Tribunal entendeu que o Conselho Federal de Odontologia extrapolou sua competência ao ampliar, por resolução, os procedimentos permitidos; decisão ainda pode ser contestada
A 8ª Turma do Tribunal Regional Federal da 1ª Região considerou ilegal a Resolução nº 198/2019 do Conselho Federal de Odontologia.
A norma reconhecia a harmonização orofacial como uma especialidade odontológica e regulamentava a realização de procedimentos estéticos em diferentes regiões da face por cirurgiões-dentistas habilitados.
O julgamento foi concluído em 19 de agosto, por maioria de votos, após recursos apresentados pelo Conselho Federal de Medicina e pela Sociedade Brasileira de Dermatologia.
A ação também contou com a participação da Associação Médica Brasileira, da Sociedade Brasileira de Cirurgia Plástica e de outras entidades médicas.
Quais procedimentos estavam previstos
A resolução reconhecia a harmonização orofacial como um conjunto de procedimentos destinados ao equilíbrio estético e funcional da face.
Entre as técnicas regulamentadas estavam aplicação de toxina botulínica, preenchimentos faciais, intradermoterapia, uso de biomateriais indutores de colágeno, laserterapia, bichectomia, lipoplastia facial e determinadas intervenções cirúrgicas nos lábios.
A norma alcançava procedimentos nos terços superior, médio e inferior da face, desde que realizados por cirurgiões-dentistas com a formação exigida pelo CFO.
Por que o tribunal considerou a resolução ilegal
O ponto central do julgamento não foi apenas a capacidade técnica dos profissionais, mas o limite do poder regulamentar de um conselho.
Para a maioria dos desembargadores, o Conselho Federal de Odontologia não poderia ampliar, por resolução administrativa, as atribuições estabelecidas pela legislação federal que regulamenta a profissão.
O entendimento foi de que a norma ultrapassou esses limites ao autorizar procedimentos estéticos invasivos em diferentes áreas da face.
As entidades médicas argumentaram que parte das técnicas possui finalidade exclusivamente estética e pode envolver riscos graves, como necrose, infecções, obstrução vascular e perda visual.
O CFO, por outro lado, sustenta que os cirurgiões-dentistas possuem conhecimento anatômico da face e podem adquirir formação específica para atuar na área.
Dentistas estão imediatamente proibidos?
A decisão exige uma interpretação cuidadosa.
O julgamento anulou a Resolução nº 198/2019, mas seus efeitos dependem da publicação do acórdão.
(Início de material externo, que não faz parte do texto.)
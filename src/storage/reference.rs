use std::fmt;

use serde::{Deserialize, Serialize};

use super::nested_set::{NestedSet, NodeId};
use super::paths;
use crate::error::{RbacError, Result};

/// How a caller addresses a node: by id, by full path, or by title.
#[derive(Debug, Clone, PartialEq, Eq, Hash, Serialize, Deserialize)]
#[serde(tag = "kind", content = "value", rename_all = "lowercase")]
pub enum EntityRef {
    Id(NodeId),
    Path(String),
    Title(String),
}

impl EntityRef {
    /// `#12` is an id, `/a/b` a path, anything else a title.
    pub fn parse(s: &str) -> Result<EntityRef> {
        if let Some(num) = s.strip_prefix('#') {
            return num.parse::<u64>().map(|v| EntityRef::Id(NodeId(v)))
                .map_err(|_| RbacError::invalid("invalid_reference", format!("'{}' is not a node id", s)));
        }
        if s.is_empty() {
            return Err(RbacError::invalid("invalid_reference", "empty reference"));
        }
        if paths::is_path(s) { Ok(EntityRef::Path(s.to_string())) } else { Ok(EntityRef::Title(s.to_string())) }
    }

    pub fn resolve(&self, set: &NestedSet) -> Result<NodeId> {
        match self {
            EntityRef::Id(id) => {
                if set.contains_id(*id) { Ok(*id) } else { Err(RbacError::invalid("unknown_node", format!("node {} does not exist", id))) }
            }
            EntityRef::Path(p) => set.resolve_path(p),
            EntityRef::Title(t) => set.resolve_title(t),
        }
    }
}

impl From<NodeId> for EntityRef {
    fn from(id: NodeId) -> Self { EntityRef::Id(id) }
}

impl From<&str> for EntityRef {
    fn from(s: &str) -> Self {
        if paths::is_path(s) { EntityRef::Path(s.to_string()) } else { EntityRef::Title(s.to_string()) }
    }
}

impl From<String> for EntityRef {
    fn from(s: String) -> Self {
        if paths::is_path(&s) { EntityRef::Path(s) } else { EntityRef::Title(s) }
    }
}

impl fmt::Display for EntityRef {
    fn fmt(&self, f: &mut fmt::Formatter<'_>) -> fmt::Result {
        match self {
            EntityRef::Id(id) => write!(f, "#{}", id),
            EntityRef::Path(p) => f.write_str(p),
            EntityRef::Title(t) => f.write_str(t),
        }
    }
}
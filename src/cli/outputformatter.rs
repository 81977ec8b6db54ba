use serde_json::Value;

use terminal_size::{terminal_size, Width};

// Render list results (an array of objects under "results") as an ASCII table.
// Returns None when the value has no tabular shape; callers fall back to JSON.
pub fn render_table(val: &Value) -> Option<String> {
    render_table_width(val, terminal_width())
}

pub fn render_table_width(val: &Value, maxw: usize) -> Option<String> {
    let rows = val.get("results")?.as_array()?;
    if rows.is_empty() { return None; }
    let mut cols: Vec<String> = Vec::new();
    for r in rows {
        let obj = r.as_object()?;
        for k in obj.keys() {
            if !cols.contains(k) { cols.push(k.clone()); }
        }
    }
    // id first, the rest in key order
    if let Some(i) = cols.iter().position(|c| c == "id") {
        let id = cols.remove(i);
        cols.insert(0, id);
    }
    let cells: Vec<Vec<String>> = rows.iter()
        .map(|r| cols.iter().map(|c| to_cell_string(r.get(c).unwrap_or(&Value::Null))).collect())
        .collect();

    let mut widths: Vec<usize> = cols.iter().map(|c| c.chars().count().min(maxw)).collect();
    for r in &cells {
        for (i, cell) in r.iter().enumerate() {
            widths[i] = widths[i].max(cell.chars().count().min(maxw));
        }
    }

    let sep = build_separator(&widths);
    let mut out = Vec::with_capacity(cells.len() + 5);
    out.push(sep.clone());
    out.push(build_row(&cols, &widths, false));
    out.push(sep.clone());
    for r in &cells { out.push(build_row(r, &widths, true)); }
    out.push(sep);
    out.push(format!("rows: {}", cells.len()));
    Some(out.into_iter().map(|l| fit_line_to_width(&l, maxw)).collect::<Vec<_>>().join("\n"))
}

fn to_cell_string(v: &Value) -> String {
    match v {
        Value::Null => String::new(),
        Value::Bool(b) => b.to_string(),
        Value::Number(n) => n.to_string(),
        Value::String(s) => s.clone(),
        other => other.to_string(),
    }
}

fn build_separator(widths: &[usize]) -> String {
    let mut s = String::from("+");
    for w in widths {
        s.push_str(&"-".repeat(*w + 2));
        s.push('+');
    }
    s
}

fn build_row(cells: &[String], widths: &[usize], align_numbers: bool) -> String {
    let mut s = String::from("|");
    for (i, w) in widths.iter().enumerate() {
        let cell = cells.get(i).map(String::as_str).unwrap_or("");
        let text = truncate(cell, *w);
        let pad = w.saturating_sub(text.chars().count());
        s.push(' ');
        if align_numbers && is_numeric_like(cell) {
            s.push_str(&" ".repeat(pad));
            s.push_str(&text);
        } else {
            s.push_str(&text);
            s.push_str(&" ".repeat(pad));
        }
        s.push_str(" |");
    }
    s
}

fn truncate(s: &str, max: usize) -> String {
    let len = s.chars().count();
    if len <= max { return s.to_string(); }
    if max <= 1 { return "…".to_string(); }
    s.chars().take(max - 1).collect::<String>() + "…"
}

fn is_numeric_like(s: &str) -> bool {
    let st = s.trim();
    !st.is_empty() && st.chars().all(|c| c.is_ascii_digit() || c == '-') && st.chars().any(|c| c.is_ascii_digit())
}

fn terminal_width() -> usize {
    match terminal_size() {
        Some((Width(w), _)) if w > 20 => w as usize,
        _ => 120,
    }
}

fn fit_line_to_width(s: &str, maxw: usize) -> String {
    if s.chars().count() <= maxw { s.to_string() } else { truncate(s, maxw) }
}
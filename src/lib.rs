pub mod error;
pub mod config;
pub mod storage;
pub mod identity;
pub mod rbac;
pub mod command;
pub mod exec;
pub mod cli;

pub use config::{RbacConfig, RoleInheritance};
pub use error::{RbacError, Result};
pub use identity::{AssignmentGraph, Authorizer, EdgeId, Grant, SubjectId};
pub use rbac::{NodeInfo, Rbac};
pub use storage::{EntityRef, NestedSet, Node, NodeId, Partition, PartitionKind, PathEntry};

// Test-only printing helper: expands to tprintln! during tests and is absent otherwise.
// Usage in tests: tprintln!("debug: {}", value);
#[cfg(any(test, debug_assertions))]
#[macro_export]
macro_rules! tprintln {
    ($($arg:tt)*) => ( eprintln!($($arg)*) );
}

// In non-test builds, provide a no-op tprintln! so calls compile without effect.
#[cfg(not(any(test, debug_assertions)))]
#[macro_export]
macro_rules! tprintln {
    ($($arg:tt)*) => ({
        // Preserve formatting checks in release without producing code
        if false { let _ = format!($($arg)*); }
    });
}
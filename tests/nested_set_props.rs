//! Randomized operation sequences against the nested-set store.
//!
//! After every step the structural invariants must hold and the node count must match a
//! simple model that only tracks ids.

use proptest::prelude::*;

use rbacstore::{NestedSet, NodeId};

#[derive(Debug, Clone)]
enum Op {
    Insert { parent: usize, title: u8 },
    InsertPath { segments: Vec<u8> },
    Remove { target: usize },
    RemoveSubtree { target: usize },
    Edit { target: usize, title: u8 },
}

fn op_strategy() -> impl Strategy<Value = Op> {
    prop_oneof![
        4 => (any::<usize>(), 0u8..8).prop_map(|(parent, title)| Op::Insert { parent, title }),
        2 => prop::collection::vec(0u8..4, 1..4).prop_map(|segments| Op::InsertPath { segments }),
        1 => any::<usize>().prop_map(|target| Op::Remove { target }),
        1 => any::<usize>().prop_map(|target| Op::RemoveSubtree { target }),
        1 => (any::<usize>(), 0u8..8).prop_map(|(target, title)| Op::Edit { target, title }),
    ]
}

fn pick(set: &NestedSet, i: usize) -> NodeId {
    let rows = set.rows();
    rows[i % rows.len()].id
}

fn title(t: u8) -> String { format!("n{}", t) }

proptest! {
    #![proptest_config(ProptestConfig::with_cases(128))]

    #[test]
    fn random_operations_keep_the_tree_valid(ops in prop::collection::vec(op_strategy(), 1..60)) {
        let mut set = NestedSet::new();
        let mut live: Vec<NodeId> = vec![set.root_id()];

        for op in ops {
            match op {
                Op::Insert { parent, title: t } => {
                    let parent = pick(&set, parent);
                    let id = set.insert(&title(t), "", Some(parent)).unwrap();
                    prop_assert!(!live.contains(&id));
                    prop_assert_eq!(set.parent(id).unwrap(), Some(parent));
                    live.push(id);
                }
                Op::InsertPath { segments } => {
                    let path = format!("/{}", segments.iter().map(|s| format!("p{}", s)).collect::<Vec<_>>().join("/"));
                    let before = set.count();
                    let (created, leaf) = set.insert_path(&path, &[]).unwrap();
                    prop_assert_eq!(set.count(), before + created as usize);
                    prop_assert_eq!(set.resolve_path(&path).unwrap(), leaf);
                    let (again, same) = set.insert_path(&path, &[]).unwrap();
                    prop_assert_eq!(again, 0);
                    prop_assert_eq!(same, leaf);
                    for r in set.rows() {
                        if !live.contains(&r.id) { live.push(r.id); }
                    }
                }
                Op::Remove { target } => {
                    let id = pick(&set, target);
                    if id == set.root_id() {
                        prop_assert!(set.remove(id).is_err());
                        continue;
                    }
                    let kids: Vec<NodeId> = set.children(id).unwrap().into_iter().map(|e| e.id).collect();
                    let parent = set.parent(id).unwrap();
                    set.remove(id).unwrap();
                    live.retain(|x| *x != id);
                    for k in kids {
                        prop_assert_eq!(set.parent(k).unwrap(), parent);
                    }
                }
                Op::RemoveSubtree { target } => {
                    let id = pick(&set, target);
                    if id == set.root_id() {
                        prop_assert!(set.remove_subtree(id).is_err());
                        continue;
                    }
                    let expected = set.subtree_ids(id).unwrap();
                    let removed = set.remove_subtree(id).unwrap();
                    prop_assert_eq!(&removed, &expected);
                    live.retain(|x| !removed.contains(x));
                    for r in &removed {
                        prop_assert!(!set.contains_id(*r));
                    }
                }
                Op::Edit { target, title: t } => {
                    let id = pick(&set, target);
                    if id == set.root_id() {
                        prop_assert!(set.edit(id, &title(t), "").is_err());
                        continue;
                    }
                    let (l, r) = { let n = set.get(id).unwrap(); (n.left, n.right) };
                    set.edit(id, &title(t), "edited").unwrap();
                    let n = set.get(id).unwrap();
                    prop_assert_eq!((n.left, n.right), (l, r));
                    prop_assert_eq!(n.title.clone(), title(t));
                }
            }

            prop_assert!(set.validate().is_ok(), "invalid tree: {:?}", set.validate());
            prop_assert_eq!(set.count(), live.len());
            prop_assert_eq!(set.root().right, 2 * set.count() as i64 - 1);
        }
    }

    #[test]
    fn rows_rebuild_the_same_tree(ops in prop::collection::vec(op_strategy(), 1..30)) {
        let mut set = NestedSet::new();
        for op in ops {
            match op {
                Op::Insert { parent, title: t } => { let p = pick(&set, parent); set.insert(&title(t), "", Some(p)).unwrap(); }
                Op::InsertPath { segments } => {
                    let path = format!("/{}", segments.iter().map(|s| format!("p{}", s)).collect::<Vec<_>>().join("/"));
                    set.insert_path(&path, &[]).unwrap();
                }
                Op::Remove { target } => { let _ = set.remove(pick(&set, target)); }
                Op::RemoveSubtree { target } => { let _ = set.remove_subtree(pick(&set, target)); }
                Op::Edit { target, title: t } => { let _ = set.edit(pick(&set, target), &title(t), ""); }
            }
        }
        let rebuilt = NestedSet::from_rows(set.rows().to_vec(), set.next_id()).unwrap();
        prop_assert_eq!(rebuilt.rows(), set.rows());
        for r in set.rows() {
            prop_assert_eq!(rebuilt.path_string(r.id).unwrap(), set.path_string(r.id).unwrap());
        }
    }
}
use super::*;
use crate::config::RoleInheritance;

const R: PartitionKind = PartitionKind::Roles;
const P: PartitionKind = PartitionKind::Permissions;

fn r(s: &str) -> EntityRef { EntityRef::from(s) }

fn seeded() -> Rbac {
    let rbac = Rbac::default();
    rbac.insert(R, "editor", "Edits posts", None).unwrap();
    rbac.insert_path(P, "/posts/delete", &["All post actions".into()]).unwrap();
    rbac.assign(&r("editor"), &r("/posts")).unwrap();
    rbac.assign_subject(&r("editor"), 105u64, None).unwrap();
    rbac
}

#[test]
fn insert_under_reference_and_missing_parent() {
    let rbac = Rbac::default();
    let staff = rbac.insert(R, "staff", "", None).unwrap();
    let lead = rbac.insert(R, "lead", "", Some(&r("/staff"))).unwrap();
    assert_eq!(rbac.roles().parent(lead).unwrap(), Some(staff));
    let err = rbac.insert(R, "x", "", Some(&r("/nope"))).unwrap_err();
    assert!(err.is_invalid());
    assert_eq!(err.code_str(), "parent_not_found");
    assert_eq!(rbac.roles().count().unwrap(), 3);
}

#[test]
fn describe_reports_path_depth_and_parent() {
    let rbac = seeded();
    let info = rbac.describe(P, &r("delete")).unwrap();
    assert_eq!(info.path, "/posts/delete");
    assert_eq!(info.depth, 2);
    assert_eq!(info.parent, Some(rbac.resolve(P, &r("/posts")).unwrap()));
    assert_eq!(rbac.describe(P, &r("posts")).unwrap().description, "All post actions");
}

#[test]
fn check_unassign_round() {
    let rbac = seeded();
    assert!(rbac.check(&r("/posts/delete"), 105u64).unwrap());
    assert!(rbac.unassign(&r("editor"), &r("/posts")).unwrap());
    assert!(!rbac.check(&r("/posts/delete"), 105u64).unwrap());
    assert!(!rbac.unassign(&r("editor"), &r("/posts")).unwrap());
}

#[test]
fn removing_a_role_drops_its_edges() {
    let rbac = seeded();
    let removed = rbac.remove(R, &r("editor"), false).unwrap();
    assert_eq!(removed.len(), 1);
    assert_eq!(rbac.role_count(105u64).unwrap(), 0);
    assert!(rbac.permission_roles(&r("/posts")).unwrap().is_empty());
    assert!(!rbac.check(&r("/posts"), 105u64).unwrap());
}

#[test]
fn recursive_permission_removal_cascades() {
    let rbac = seeded();
    rbac.assign(&r("editor"), &r("/posts/delete")).unwrap();
    let removed = rbac.remove(P, &r("/posts"), true).unwrap();
    assert_eq!(removed.len(), 2);
    assert!(rbac.role_permissions(&r("editor")).unwrap().is_empty());
    assert_eq!(rbac.permissions().count().unwrap(), 1);
    assert!(rbac.assignments().has_direct_edge(NodeId::ROOT, NodeId::ROOT).unwrap());
}

#[test]
fn root_cannot_be_removed_through_the_facade() {
    let rbac = seeded();
    let err = rbac.remove(R, &EntityRef::Id(NodeId::ROOT), true).unwrap_err();
    assert_eq!(err.code_str(), "root_immutable");
}

#[test]
fn resets_need_confirmation() {
    let rbac = seeded();
    assert_eq!(rbac.reset(R, false).unwrap_err().code_str(), "confirm_required");
    assert_eq!(rbac.reset_assignments(false).unwrap_err().code_str(), "confirm_required");
    assert!(rbac.reset_all(false).unwrap_err().is_invalid());
    assert_eq!(rbac.roles().count().unwrap(), 2);
    assert!(rbac.check(&r("/posts"), 105u64).unwrap());
}

#[test]
fn partition_reset_drops_dangling_edges() {
    let rbac = seeded();
    rbac.reset(R, true).unwrap();
    assert_eq!(rbac.roles().count().unwrap(), 1);
    assert_eq!(rbac.role_count(105u64).unwrap(), 0);
    assert!(rbac.permission_roles(&r("/posts")).unwrap().is_empty());
    assert_eq!(rbac.insert(R, "again", "", None).unwrap(), NodeId(2));

    rbac.reset_all(true).unwrap();
    assert_eq!(rbac.permissions().count().unwrap(), 1);
    assert_eq!(rbac.snapshot().unwrap().role_permissions.len(), 1);
}

#[test]
fn reused_role_id_starts_without_edges() {
    let rbac = Rbac::default();
    let admin = rbac.insert(R, "admin", "", None).unwrap();
    rbac.insert(P, "secret", "", None).unwrap();
    rbac.assign(&r("admin"), &r("/secret")).unwrap();
    rbac.assign_subject(&r("admin"), "alice", None).unwrap();

    rbac.reset(R, true).unwrap();
    let guest = rbac.insert(R, "guest", "", None).unwrap();
    assert_eq!(guest, admin);
    assert!(!rbac.has_role(&r("guest"), "alice").unwrap());
    assert!(!rbac.check(&r("/secret"), "alice").unwrap());
    assert!(rbac.role_permissions(&r("guest")).unwrap().is_empty());
}

#[test]
fn removal_leaves_a_loadable_snapshot() {
    let dir = tempfile::tempdir().unwrap();
    {
        let rbac = Rbac::with_root(RbacConfig::default(), dir.path()).unwrap();
        rbac.insert_path(R, "/staff/admin", &[]).unwrap();
        rbac.insert(P, "secret", "", None).unwrap();
        rbac.assign(&r("admin"), &r("secret")).unwrap();
        rbac.assign_subject(&r("admin"), "alice", None).unwrap();
        rbac.remove(R, &r("/staff"), true).unwrap();
        rbac.save().unwrap();
    }
    let rbac = Rbac::with_root(RbacConfig::default(), dir.path()).unwrap();
    assert_eq!(rbac.roles().count().unwrap(), 1);
    assert_eq!(rbac.role_count("alice").unwrap(), 0);
    assert!(!rbac.check(&r("secret"), "alice").unwrap());
}

#[test]
fn inheritance_follows_configuration() {
    let cfg = RbacConfig { role_inheritance: RoleInheritance::Descendants, ..RbacConfig::default() };
    let rbac = Rbac::new(cfg);
    rbac.insert_path(R, "/staff/moderator", &[]).unwrap();
    rbac.insert_path(P, "/users/ban", &[]).unwrap();
    rbac.assign(&r("moderator"), &r("/users/ban")).unwrap();
    rbac.assign_subject(&r("staff"), "lead", None).unwrap();
    assert!(rbac.check(&r("ban"), "lead").unwrap());
    assert_eq!(rbac.all_roles("lead", None).unwrap(), vec![rbac.resolve(R, &r("staff")).unwrap()]);
}

#[test]
fn snapshot_round_trip_restores_queries() {
    let dir = tempfile::tempdir().unwrap();
    let path = dir.path().join("copy.snapshot");
    let rbac = seeded();
    rbac.assign_subject(&r("editor"), "alice", Some("weekdays".into())).unwrap();
    rbac.save_snapshot(&path).unwrap();

    let other = Rbac::default();
    other.load_snapshot(&path).unwrap();
    assert!(other.check(&r("/posts/delete"), 105u64).unwrap());
    assert!(other.has_role(&r("editor"), "alice").unwrap());
    assert_eq!(other.role_subjects(&r("editor")).unwrap().len(), 2);
    assert_eq!(other.permissions().path_string(other.resolve(P, &r("delete")).unwrap()).unwrap(), "/posts/delete");
    assert_eq!(other.snapshot().unwrap().roles, rbac.snapshot().unwrap().roles);
    // Counters survive as well.
    assert_eq!(other.insert(R, "next", "", None).unwrap(), rbac.insert(R, "next", "", None).unwrap());
}

#[test]
fn corrupted_snapshot_is_storage_failure_and_keeps_state() {
    let dir = tempfile::tempdir().unwrap();
    let path = dir.path().join("rbac.snapshot");
    seeded().save_snapshot(&path).unwrap();
    let mut bytes = std::fs::read(&path).unwrap();
    let mid = bytes.len() / 2;
    bytes[mid] ^= 0x5a;
    std::fs::write(&path, bytes).unwrap();

    let rbac = Rbac::default();
    rbac.insert(R, "keep", "", None).unwrap();
    let err = rbac.load_snapshot(&path).unwrap_err();
    assert!(err.is_storage());
    assert!(rbac.resolve(R, &r("keep")).is_ok());
}

#[test]
fn open_loads_existing_snapshot() {
    let dir = tempfile::tempdir().unwrap();
    {
        let rbac = Rbac::with_root(RbacConfig::default(), dir.path()).unwrap();
        rbac.insert_path(R, "/a/b", &[]).unwrap();
        assert!(!rbac.snapshot_path().unwrap().exists());
        let saved = rbac.save().unwrap();
        assert!(saved.exists());
    }
    let rbac = Rbac::with_root(RbacConfig::default(), dir.path()).unwrap();
    assert_eq!(rbac.roles().count().unwrap(), 3);
}

#[test]
fn autosave_persists_every_mutation() {
    let dir = tempfile::tempdir().unwrap();
    let cfg = RbacConfig { autosave: true, ..RbacConfig::default() };
    let rbac = Rbac::with_root(cfg.clone(), dir.path()).unwrap();
    rbac.insert(R, "admin", "", None).unwrap();
    rbac.insert(P, "read", "", None).unwrap();
    rbac.assign(&r("admin"), &r("read")).unwrap();
    drop(rbac);
    let reopened = Rbac::with_root(cfg, dir.path()).unwrap();
    assert_eq!(reopened.role_permissions(&r("admin")).unwrap(), vec![reopened.resolve(P, &r("read")).unwrap()]);
}

#[test]
fn failed_autosave_rolls_back() {
    let dir = tempfile::tempdir().unwrap();
    let cfg = RbacConfig { autosave: true, snapshot_file: "missing/rbac.snapshot".into(), ..RbacConfig::default() };
    let rbac = Rbac::with_root(cfg, dir.path()).unwrap();
    let err = rbac.insert(R, "admin", "", None).unwrap_err();
    assert!(err.is_storage());
    assert_eq!(rbac.roles().count().unwrap(), 1);
    assert!(rbac.resolve(R, &r("admin")).unwrap_err().is_not_found());
    rbac.roles().validate().unwrap();
}

#[test]
fn in_memory_store_has_no_snapshot_path() {
    let rbac = Rbac::default();
    assert_eq!(rbac.save().unwrap_err().code_str(), "no_root");
}
//! Unified error model for the authority store.
//! Every fallible operation in the crate returns `RbacError`; each variant carries a
//! stable machine code and a human message so frontends (CLI, embedding services) can
//! map errors without string matching.

use serde::{Deserialize, Serialize};
use thiserror::Error;

#[derive(Debug, Clone, Error, Serialize, Deserialize, PartialEq, Eq)]
#[serde(tag = "type", rename_all = "snake_case")]
pub enum RbacError {
    #[error("{code}: {message}")]
    NotFound { code: String, message: String },
    #[error("{code}: {message}")]
    InvalidArgument { code: String, message: String },
    #[error("{code}: {message}")]
    Conflict { code: String, message: String },
    /// Underlying persistence or integrity failure; the source text is carried opaquely.
    #[error("{code}: {message}")]
    StorageFailure { code: String, message: String },
    /// A bounded lock wait elapsed before the partition became available.
    #[error("{code}: {message}")]
    Busy { code: String, message: String },
}

impl RbacError {
    pub fn code_str(&self) -> &str {
        match self {
            RbacError::NotFound { code, .. }
            | RbacError::InvalidArgument { code, .. }
            | RbacError::Conflict { code, .. }
            | RbacError::StorageFailure { code, .. }
            | RbacError::Busy { code, .. } => code.as_str(),
        }
    }

    pub fn message(&self) -> &str {
        match self {
            RbacError::NotFound { message, .. }
            | RbacError::InvalidArgument { message, .. }
            | RbacError::Conflict { message, .. }
            | RbacError::StorageFailure { message, .. }
            | RbacError::Busy { message, .. } => message.as_str(),
        }
    }

    pub fn not_found<C: Into<String>, M: Into<String>>(code: C, msg: M) -> Self { RbacError::NotFound { code: code.into(), message: msg.into() } }
    pub fn invalid<C: Into<String>, M: Into<String>>(code: C, msg: M) -> Self { RbacError::InvalidArgument { code: code.into(), message: msg.into() } }
    pub fn conflict<C: Into<String>, M: Into<String>>(code: C, msg: M) -> Self { RbacError::Conflict { code: code.into(), message: msg.into() } }
    pub fn storage<C: Into<String>, M: Into<String>>(code: C, msg: M) -> Self { RbacError::StorageFailure { code: code.into(), message: msg.into() } }
    pub fn busy<C: Into<String>, M: Into<String>>(code: C, msg: M) -> Self { RbacError::Busy { code: code.into(), message: msg.into() } }

    /// Missing confirmation on a destructive call.
    pub fn confirm_required(op: &str) -> Self {
        RbacError::invalid("confirm_required", format!("{} requires an explicit confirmation flag", op))
    }

    pub fn is_not_found(&self) -> bool { matches!(self, RbacError::NotFound { .. }) }
    pub fn is_invalid(&self) -> bool { matches!(self, RbacError::InvalidArgument { .. }) }
    pub fn is_busy(&self) -> bool { matches!(self, RbacError::Busy { .. }) }
    pub fn is_storage(&self) -> bool { matches!(self, RbacError::StorageFailure { .. }) }

    /// Process exit code used by the CLI when a command fails.
    pub fn exit_code(&self) -> i32 {
        match self {
            RbacError::NotFound { .. } => 3,
            RbacError::InvalidArgument { .. } => 2,
            RbacError::Conflict { .. } => 4,
            RbacError::StorageFailure { .. } => 5,
            RbacError::Busy { .. } => 6,
        }
    }
}

pub type Result<T> = std::result::Result<T, RbacError>;

impl From<std::io::Error> for RbacError {
    fn from(err: std::io::Error) -> Self {
        RbacError::storage("io_error", err.to_string())
    }
}

impl From<bincode::Error> for RbacError {
    fn from(err: bincode::Error) -> Self {
        RbacError::storage("codec_error", err.to_string())
    }
}

impl From<serde_json::Error> for RbacError {
    fn from(err: serde_json::Error) -> Self {
        RbacError::storage("json_error", err.to_string())
    }
}

#[cfg(test)]
mod tests {
    use super::*;

    #[test]
    fn display_includes_code_and_message() {
        let e = RbacError::not_found("title_not_found", "no node titled 'x'");
        assert_eq!(e.to_string(), "title_not_found: no node titled 'x'");
        assert_eq!(e.code_str(), "title_not_found");
        assert_eq!(e.message(), "no node titled 'x'");
    }

    #[test]
    fn exit_code_mapping() {
        assert_eq!(RbacError::invalid("bad", "x").exit_code(), 2);
        assert_eq!(RbacError::not_found("nf", "x").exit_code(), 3);
        assert_eq!(RbacError::conflict("dup", "x").exit_code(), 4);
        assert_eq!(RbacError::storage("io", "x").exit_code(), 5);
        assert_eq!(RbacError::busy("busy", "x").exit_code(), 6);
    }

    #[test]
    fn confirm_required_is_invalid_argument() {
        let e = RbacError::confirm_required("reset");
        assert!(e.is_invalid());
        assert_eq!(e.code_str(), "confirm_required");
    }

    #[test]
    fn io_errors_become_storage_failures() {
        let io = std::io::Error::new(std::io::ErrorKind::PermissionDenied, "denied");
        let e: RbacError = io.into();
        assert!(e.is_storage());
        assert_eq!(e.code_str(), "io_error");
    }

    #[test]
    fn serializes_with_type_tag() {
        let v = serde_json::to_value(RbacError::busy("lock_timeout", "roles")).unwrap();
        assert_eq!(v["type"], "busy");
        assert_eq!(v["code"], "lock_timeout");
    }
}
Além disso, ainda cabe recurso, e o Conselho Federal de Odontologia informou que adotará as medidas judiciais disponíveis.
O próprio CFO afirma que, neste momento, a decisão não altera automaticamente as atribuições dos profissionais.
Portanto, não é preciso afirmar que todos os dentistas estão imediatamente proibidos de realizar qualquer procedimento estético facial. A extensão prática da decisão dependerá da publicação formal, de possíveis recursos e das orientações emitidas pelos órgãos competentes.
Nova resolução pode gerar outro debate
Em março de 2026, o CFO publicou a Resolução nº 286/2026, reconhecendo a Cirurgia Estética Orofacial como uma nova especialidade odontológica.
Essa norma é diferente da Resolução nº 198/2019, analisada no julgamento. A decisão poderá influenciar novas discussões judiciais, mas não significa, por si só, que a resolução mais recente também tenha sido anulada.
A existência de normas diferentes torna o cenário jurídico mais complexo e reforça a necessidade de acompanhar as manifestações do tribunal e dos conselhos profissionais.
Segurança do paciente permanece no centro
Procedimentos com toxina botulínica, preenchedores e técnicas cirúrgicas podem provocar complicações mesmo quando realizados por profissionais habilitados.
O risco depende do produto utilizado, da anatomia, da técnica, das condições do paciente e da capacidade de reconhecer e tratar eventos adversos.
Independentemente do desfecho da disputa entre os conselhos, o paciente deve verificar a formação do profissional, a regularidade do registro, a experiência na técnica e a estrutura do local.
Também é importante receber informações claras sobre indicações, limitações, alternativas e possíveis complicações antes de consentir com o procedimento.
A decisão do TRF-1 representa um capítulo relevante em uma discussão que envolve autonomia profissional, limites legais, mercado estético e segurança assistencial. O resultado definitivo, entretanto, ainda dependerá dos próximos passos judiciais.
Fonte: CNN Brasil, Tribunal Regional Federal da 1ª Região, Conselho Federal de Medicina e Conselho Federal de Odontologia.